In a personal injury case, the main aim is to get the defendant to compensate the plaintiff for the damages the defendant caused. However, there is a category of damages that doesn't compensate for anything concrete — punitive damages.
Punitive damages are not available for all injury cases. Rather, the damages are restricted to situations in which the defendant's action is judged to have been intentional or grossly negligent. Gross negligence is any action that shows extreme indifference or disregard for the safety of others.
For example, a person charged with assaulting another person and causing them serious bodily harm can be ordered to pay punitive damages. Another example is if a property owner knows that their staircase is damaged and can collapse at any time but refuses to perform the necessary repairs to save money. If the staircase collapses and causes an injury, the property owner can be ordered to pay punitive damages because their action would be grossly negligent
Punitive damages don't compensate the plaintiff for anything, but they serve two main purposes.
The major aim of punitive damages is to punish the defendant for their actions. That is why courts don't award punitive damages in all cases. Rather, courts only award punitive damages in situations where the defendants' actions need to be punished.
Punitive damages are also meant to warn others against committing similar acts. Say a court finds a manufacturing firm grossly negligent for polluting a local water source. The court might decide to slap the firm with punitive damages to deter other companies from committing further pollution.

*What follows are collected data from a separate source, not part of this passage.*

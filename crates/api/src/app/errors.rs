use axum::extract::rejection::JsonRejection;
use axum::http::StatusCode;
use axum::response::IntoResponse;
use serde_json::json;

use lorecraft_auth::{AuthzError, ServiceError};
use lorecraft_core::DomainError;

use crate::app::services::CampaignError;

pub fn service_error_to_response(err: ServiceError) -> axum::response::Response {
    match err {
        ServiceError::Validation(e) => domain_error_to_response(e),
        ServiceError::UserAlreadyExists => {
            json_error(StatusCode::CONFLICT, "user_already_exists", "user already exists")
        }
        ServiceError::InvalidCredentials => {
            json_error(StatusCode::UNAUTHORIZED, "invalid_credentials", "invalid credentials")
        }
        // Details stay in the log; the client only learns something failed.
        other => {
            tracing::error!(error = %other, "auth request failed");
            json_error(StatusCode::INTERNAL_SERVER_ERROR, "internal_error", "internal error")
        }
    }
}

pub fn campaign_error_to_response(err: CampaignError) -> axum::response::Response {
    match err {
        CampaignError::NotFound => json_error(StatusCode::NOT_FOUND, "not_found", "campaign not found"),
        // Non-members cannot tell a campaign they are outside of from one that doesn't exist.
        CampaignError::Access(AuthzError::NotMember) => {
            json_error(StatusCode::NOT_FOUND, "not_found", "campaign not found")
        }
        CampaignError::Access(e @ AuthzError::Forbidden { .. }) => {
            json_error(StatusCode::FORBIDDEN, "forbidden", e.to_string())
        }
        CampaignError::Validation(e) => domain_error_to_response(e),
        CampaignError::AlreadyMember => json_error(StatusCode::CONFLICT, "already_member", err.to_string()),
        CampaignError::LastGm => json_error(StatusCode::CONFLICT, "last_gm", err.to_string()),
        CampaignError::MemberNotFound | CampaignError::UnknownUser => {
            json_error(StatusCode::NOT_FOUND, "not_found", err.to_string())
        }
        CampaignError::Unavailable(msg) => {
            tracing::error!(error = %msg, "campaign directory unavailable");
            json_error(StatusCode::SERVICE_UNAVAILABLE, "unavailable", "service unavailable")
        }
    }
}

pub fn domain_error_to_response(err: DomainError) -> axum::response::Response {
    match err {
        DomainError::Validation(_) | DomainError::InvalidId(_) => {
            json_error(StatusCode::BAD_REQUEST, "validation_error", err.to_string())
        }
    }
}

/// Body that failed to extract as JSON (syntax, content type, or shape).
pub fn bad_body(rejection: JsonRejection) -> axum::response::Response {
    json_error(StatusCode::BAD_REQUEST, "invalid_body", rejection.body_text())
}

pub fn json_error(
    status: StatusCode,
    code: &'static str,
    message: impl Into<String>,
) -> axum::response::Response {
    (
        status,
        axum::Json(json!({
            "error": code,
            "message": message.into(),
        })),
    )
        .into_response()
}
//! API-side authorization guard for campaign actions.
//!
//! The role check itself is `lorecraft_auth::authorize`; this is the
//! boundary where a denial is logged and turned into a campaign error.

use lorecraft_auth::{MemberRole, authorize};
use lorecraft_core::{CampaignId, UserId};

use crate::app::services::CampaignError;

/// Require `required` (or a role that subsumes it) on a campaign.
///
/// Intended to be called before the action touches any campaign state.
pub fn require_role(
    campaign_id: CampaignId,
    actor: UserId,
    membership: Option<MemberRole>,
    required: MemberRole,
) -> Result<(), CampaignError> {
    authorize(membership, required).map_err(|e| {
        tracing::debug!(%campaign_id, user_id = %actor, %required, error = %e, "campaign access denied");
        CampaignError::from(e)
    })
}

#[cfg(test)]
mod tests {
    use super::*;
    use lorecraft_auth::AuthzError;

    #[test]
    fn gm_may_do_player_things() {
        let ok = require_role(CampaignId::new(), UserId::new(), Some(MemberRole::Gm), MemberRole::Player);
        assert!(ok.is_ok());
    }

    #[test]
    fn denials_become_access_errors() {
        let err = require_role(CampaignId::new(), UserId::new(), None, MemberRole::Player).unwrap_err();
        assert_eq!(err, CampaignError::Access(AuthzError::NotMember));

        let err = require_role(CampaignId::new(), UserId::new(), Some(MemberRole::Player), MemberRole::Gm)
            .unwrap_err();
        assert!(matches!(err, CampaignError::Access(AuthzError::Forbidden { .. })));
    }
}
#[cfg(test)]
mod tests {
    use super::*;
    use lorecraft_auth::Identity;

    fn directory_with_campaign() -> (CampaignDirectory, Campaign, UserId) {
        let directory = CampaignDirectory::new();
        let gm = UserId::new();
        let campaign = directory.create(gm, "Curse of Strahd", None).unwrap();
        (directory, campaign, gm)
    }

    #[test]
    fn creator_becomes_gm() {
        let (directory, campaign, gm) = directory_with_campaign();

        assert_eq!(directory.role_of(campaign.id, gm).unwrap(), Some(MemberRole::Gm));
        assert_eq!(directory.members(gm, campaign.id).unwrap().len(), 1);
    }

    #[test]
    fn blank_name_is_rejected() {
        let directory = CampaignDirectory::new();
        let err = directory.create(UserId::new(), "   ", None).unwrap_err();
        assert!(matches!(err, CampaignError::Validation(_)));
    }

    #[test]
    fn players_read_but_only_gms_write() {
        let (directory, campaign, gm) = directory_with_campaign();
        let player = UserId::new();
        directory.add_member(gm, campaign.id, player, MemberRole::Player).unwrap();

        let (seen, role) = directory.get(player, campaign.id).unwrap();
        assert_eq!(seen.id, campaign.id);
        assert_eq!(role, MemberRole::Player);
        assert!(directory.members(player, campaign.id).is_ok());

        let err = directory
            .update(player, campaign.id, Some("Renamed".to_string()), None)
            .unwrap_err();
        assert_eq!(
            err,
            CampaignError::Access(AuthzError::Forbidden {
                required: MemberRole::Gm,
                actual: MemberRole::Player,
            })
        );
        assert!(matches!(
            directory.add_member(player, campaign.id, UserId::new(), MemberRole::Player),
            Err(CampaignError::Access(AuthzError::Forbidden { .. }))
        ));
        assert!(matches!(
            directory.delete(player, campaign.id),
            Err(CampaignError::Access(AuthzError::Forbidden { .. }))
        ));

        let updated = directory
            .update(gm, campaign.id, Some("Renamed".to_string()), Some("Gothic".to_string()))
            .unwrap();
        assert_eq!(updated.name, "Renamed");
        assert_eq!(updated.description, "Gothic");
    }

    #[test]
    fn outsiders_are_not_members() {
        let (directory, campaign, _) = directory_with_campaign();
        let outsider = UserId::new();

        assert_eq!(
            directory.get(outsider, campaign.id).unwrap_err(),
            CampaignError::Access(AuthzError::NotMember)
        );
        assert_eq!(
            directory.leave(outsider, campaign.id).unwrap_err(),
            CampaignError::Access(AuthzError::NotMember)
        );
    }

    #[test]
    fn unknown_campaign_is_not_found() {
        let directory = CampaignDirectory::new();
        assert_eq!(
            directory.get(UserId::new(), CampaignId::new()).unwrap_err(),
            CampaignError::NotFound
        );
    }

    #[test]
    fn membership_changes() {
        let (directory, campaign, gm) = directory_with_campaign();
        let player = UserId::new();

        directory.add_member(gm, campaign.id, player, MemberRole::Player).unwrap();
        assert_eq!(
            directory.add_member(gm, campaign.id, player, MemberRole::Gm).unwrap_err(),
            CampaignError::AlreadyMember
        );

        directory.leave(player, campaign.id).unwrap();
        assert_eq!(directory.role_of(campaign.id, player).unwrap(), None);

        assert_eq!(
            directory.remove_member(gm, campaign.id, player).unwrap_err(),
            CampaignError::MemberNotFound
        );
    }

    #[test]
    fn last_gm_cannot_leave_or_be_removed() {
        let (directory, campaign, gm) = directory_with_campaign();

        assert_eq!(directory.leave(gm, campaign.id).unwrap_err(), CampaignError::LastGm);
        assert_eq!(
            directory.remove_member(gm, campaign.id, gm).unwrap_err(),
            CampaignError::LastGm
        );

        let co_gm = UserId::new();
        directory.add_member(gm, campaign.id, co_gm, MemberRole::Gm).unwrap();
        directory.leave(gm, campaign.id).unwrap();
        assert_eq!(directory.role_of(campaign.id, co_gm).unwrap(), Some(MemberRole::Gm));
    }

    #[test]
    fn gm_deletes_campaign() {
        let (directory, campaign, gm) = directory_with_campaign();
        directory.delete(gm, campaign.id).unwrap();
        assert_eq!(directory.role_of(campaign.id, gm).unwrap_err(), CampaignError::NotFound);
        assert!(directory.list_for(gm).unwrap().is_empty());
    }

    #[tokio::test]
    async fn user_store_rejects_duplicates_under_the_lock() {
        let store = InMemoryUserStore::new();
        let alice = Identity::new("alice", "alice@example.com", Utc::now());
        store
            .insert(UserRecord {
                identity: alice.clone(),
                password_hash: "x".to_string(),
            })
            .await
            .unwrap();

        let clash = Identity::new("alice", "other@example.com", Utc::now());
        let err = store
            .insert(UserRecord {
                identity: clash,
                password_hash: "x".to_string(),
            })
            .await
            .unwrap_err();
        assert_eq!(err, StoreError::Duplicate);
        assert!(store.contains(alice.id).unwrap());
    }

    #[tokio::test]
    async fn record_login_updates_timestamps() {
        let store = InMemoryUserStore::new();
        let alice = Identity::new("alice", "alice@example.com", Utc::now());
        store
            .insert(UserRecord {
                identity: alice.clone(),
                password_hash: "x".to_string(),
            })
            .await
            .unwrap();

        let at = Utc::now();
        store.record_login(alice.id, at).await.unwrap();
        let found = store.find_by_username("alice").await.unwrap().unwrap();
        assert_eq!(found.identity.last_login_at, Some(at));

        assert_eq!(
            store.record_login(UserId::new(), at).await.unwrap_err(),
            StoreError::NotFound
        );
    }
}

Since punitive damages are not compensatory, some states don't award it wholly to plaintiffs. In such states, courts divide punitive damages between the plaintive and the state. The damages are taxable so that some portion goes to the government. The rationale is that punitive damages are meant for the greater good of society, and the government is the custodian of society.
Here are a few other things to note about punitive damages:
- Punitive damages are usually at the discretion of the jury or judge.
- Many courts have caps on punitive damages.
- Courts discourage baseless punitive damages and can even issue sanctions against those who make baseless demands for the damages.
If you want punitive damages as part of your injury award, your best bet is to prove that the defendant acted intentionally or that they were grossly negligent. Get an experienced personal injury attorney to help you with the necessary proof.